O ministro da Presidência considerou esta quinta-feira que nenhum pai pode ficar sossegado com as cenas da prova de avaliação dos professores contratados de quarta-feira temendo que quem as protagonizou possa ser professor de um filho seu.



«Foi uma péssima imagem que foi passada para a escola pública e espero que os próprios tenham consciência da péssima imagem que transmitiram. Não há nenhum pai que possa ficar sossegado se achar que alguma daquelas pessoas com as cenas a que assistimos ontem [quarta-feira] na televisão possa ser

professor de um filho seu», declarou Luís Marques Guedes, na conferência de imprensa sobre as conclusões do Conselho de Ministros.
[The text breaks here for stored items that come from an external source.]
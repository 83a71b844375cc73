use serde::{Deserialize, Serialize};

/// Identifier of a feed item. The feed hands out either numbers or strings,
/// and the two are never considered equal (`1` is not `"1"`). Numbers keep
/// their JSON form, so ids past `i64::MAX` or written as `1e3` still work.
#[derive(Debug, Clone, PartialEq, Eq, Hash, Deserialize, Serialize)]
#[serde(untagged)]
pub enum NewsId {
    Number(serde_json::Number),
    Text(String),
}

impl NewsId {
    pub fn number(n: i64) -> Self {
        NewsId::Number(n.into())
    }

    /// Blank ids (`0`, `""`) can't be deduplicated and are never notified
    pub fn is_blank(&self) -> bool {
        match self {
            NewsId::Number(n) => n.as_f64().is_some_and(|v| v == 0.0),
            NewsId::Text(s) => s.is_empty(),
        }
    }
}

impl std::fmt::Display for NewsId {
    fn fmt(&self, f: &mut std::fmt::Formatter<'_>) -> std::fmt::Result {
        match self {
            NewsId::Number(n) => write!(f, "{n}"),
            NewsId::Text(s) => f.write_str(s),
        }
    }
}

/// A flash news entry as returned by the feed API
#[derive(Debug, Clone, Deserialize)]
pub struct NewsItem {
    pub id: Option<NewsId>,
    pub title: Option<String>,
    pub content: Option<String>,
    pub level: Option<serde_json::Value>,
}

impl NewsItem {
    /// Title if present and non-empty, otherwise the content
    pub fn display_text(&self) -> &str {
        [&self.title, &self.content]
            .into_iter()
            .flatten()
            .map(String::as_str)
            .find(|s| !s.is_empty())
            .unwrap_or_default()
    }

    /// Only a numeric level above zero marks an item as important
    pub fn is_important(&self) -> bool {
        self.level
            .as_ref()
            .and_then(serde_json::Value::as_f64)
            .is_some_and(|level| level > 0.0)
    }

    /// Display text on a single line, trimmed
    pub fn clean_title(&self) -> String {
        self.display_text().replace('\n', " ").trim().to_string()
    }
}
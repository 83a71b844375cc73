/// Errors raised while fetching the feed, talking to Telegram or touching the
/// sent-ids file. Callers in the polling loop log them; only configuration
/// errors reach `main`.
#[derive(Debug, thiserror::Error)]
pub enum Error {
    #[error("config error: {0}")]
    Config(String),

    #[error("http error: {0}")]
    Http(#[from] reqwest::Error),

    #[error("json error: {0}")]
    Json(#[from] serde_json::Error),

    #[error("i/o error: {0}")]
    Io(#[from] std::io::Error),

    #[error("invalid url: {0}")]
    Url(#[from] url::ParseError),

    #[error("telegram rejected the message ({status}): {body}")]
    Telegram { status: u16, body: String },
}

pub type Result<T> = std::result::Result<T, Error>;
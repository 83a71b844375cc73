#![warn(clippy::all, clippy::pedantic)]
#![allow(clippy::module_name_repetitions)]
mod arg_parse;
mod common;
mod config;
mod feeds;
mod relay;
mod scheduler;
mod sender;
mod storage;

use tokio::time::Instant;
use tokio_util::sync::CancellationToken;

use crate::{
    arg_parse::CmdArgs,
    config::AppConfig,
    relay::Relay,
    scheduler::{run_once, signal_or_pending, Scheduler, SHUTDOWN_GRACE},
};

#[tokio::main]
async fn main() -> Result<(), Box<dyn std::error::Error>> {
    dotenvy::dotenv().ok();
    common::logging::init();

    let args = CmdArgs::parse(std::env::args().collect())?;
    let config = AppConfig::load(args.config.as_deref())?;
    let mut relay = Relay::new(&config, args.dry_run)?;

    if args.once {
        run_once(&mut relay).await;
        if !relay.notifier().wait_idle(SHUTDOWN_GRACE).await {
            tracing::warn!("Exiting with messages still in flight");
        }
        return Ok(());
    }

    let mut scheduler = Scheduler::new(&config, CancellationToken::new());
    let deadline = scheduler
        .run_until(&mut relay, termination_signal(), SHUTDOWN_GRACE)
        .await;
    tracing::debug!(state = ?scheduler.state(), "Poll loop finished");

    let remaining = deadline.saturating_duration_since(Instant::now());
    if !relay.notifier().wait_idle(remaining).await {
        tracing::warn!("Exiting with messages still in flight");
    }
    tracing::info!("Stopped");

    Ok(())
}

/// Resolves on Ctrl-C, or SIGTERM on unix. A listener that fails to install
/// is logged and ignored.
async fn termination_signal() {
    let ctrl_c = signal_or_pending(tokio::signal::ctrl_c(), "Ctrl-C");

    #[cfg(unix)]
    {
        use tokio::signal::unix::{signal, SignalKind};

        let sigterm = signal_or_pending(
            async {
                match signal(SignalKind::terminate())?.recv().await {
                    Some(()) => Ok::<(), std::io::Error>(()),
                    None => Err(std::io::Error::other("SIGTERM stream closed")),
                }
            },
            "SIGTERM",
        );
        tokio::select! {
            () = ctrl_c => {}
            () = sigterm => {}
        }
    }

    #[cfg(not(unix))]
    ctrl_c.await;
}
Sem especificar a que situações se estava a referir, o ministro da Presidência e dos Assuntos Parlamentares referiu não saber ao certo se foram protagonizadas «por professores, se por delegados sindicais», acrescentando: «Não tenho esse conhecimento exato, mas foi dada uma imagem muitíssimo negativa principalmente para a escola pública».



Por outro lado, Luís Marques Guedes contestou a ideia de que o ministro da Educação e Ciência, Nuno Crato, criticou a formação dada pelos institutos politécnicos e acusou «alguns responsáveis sindicais» de criarem «uma polémica totalmente artificial» sobre esta matéria.



«Não há nenhum estigma relativamente nem aos institutos politécnicos, nem às universidades, nem à Escola Superior de Educação», defendeu.



Segundo o ministro da Presidência, Nuno Crato referiu-se aos «critérios diferenciados numa perspetiva transversal entre as várias entidades de ensino que prestam cursos para as pessoas que depois querem aceder à carreira de professor».



«Existem critérios diferenciados, os critérios não são uniformes nas várias entidades de ensino. Isso depois foi transformado numa polémica artificial, tentando estigmatizar aquilo que o ministro não fez relativamente aos institutos politécnicos», reforçou.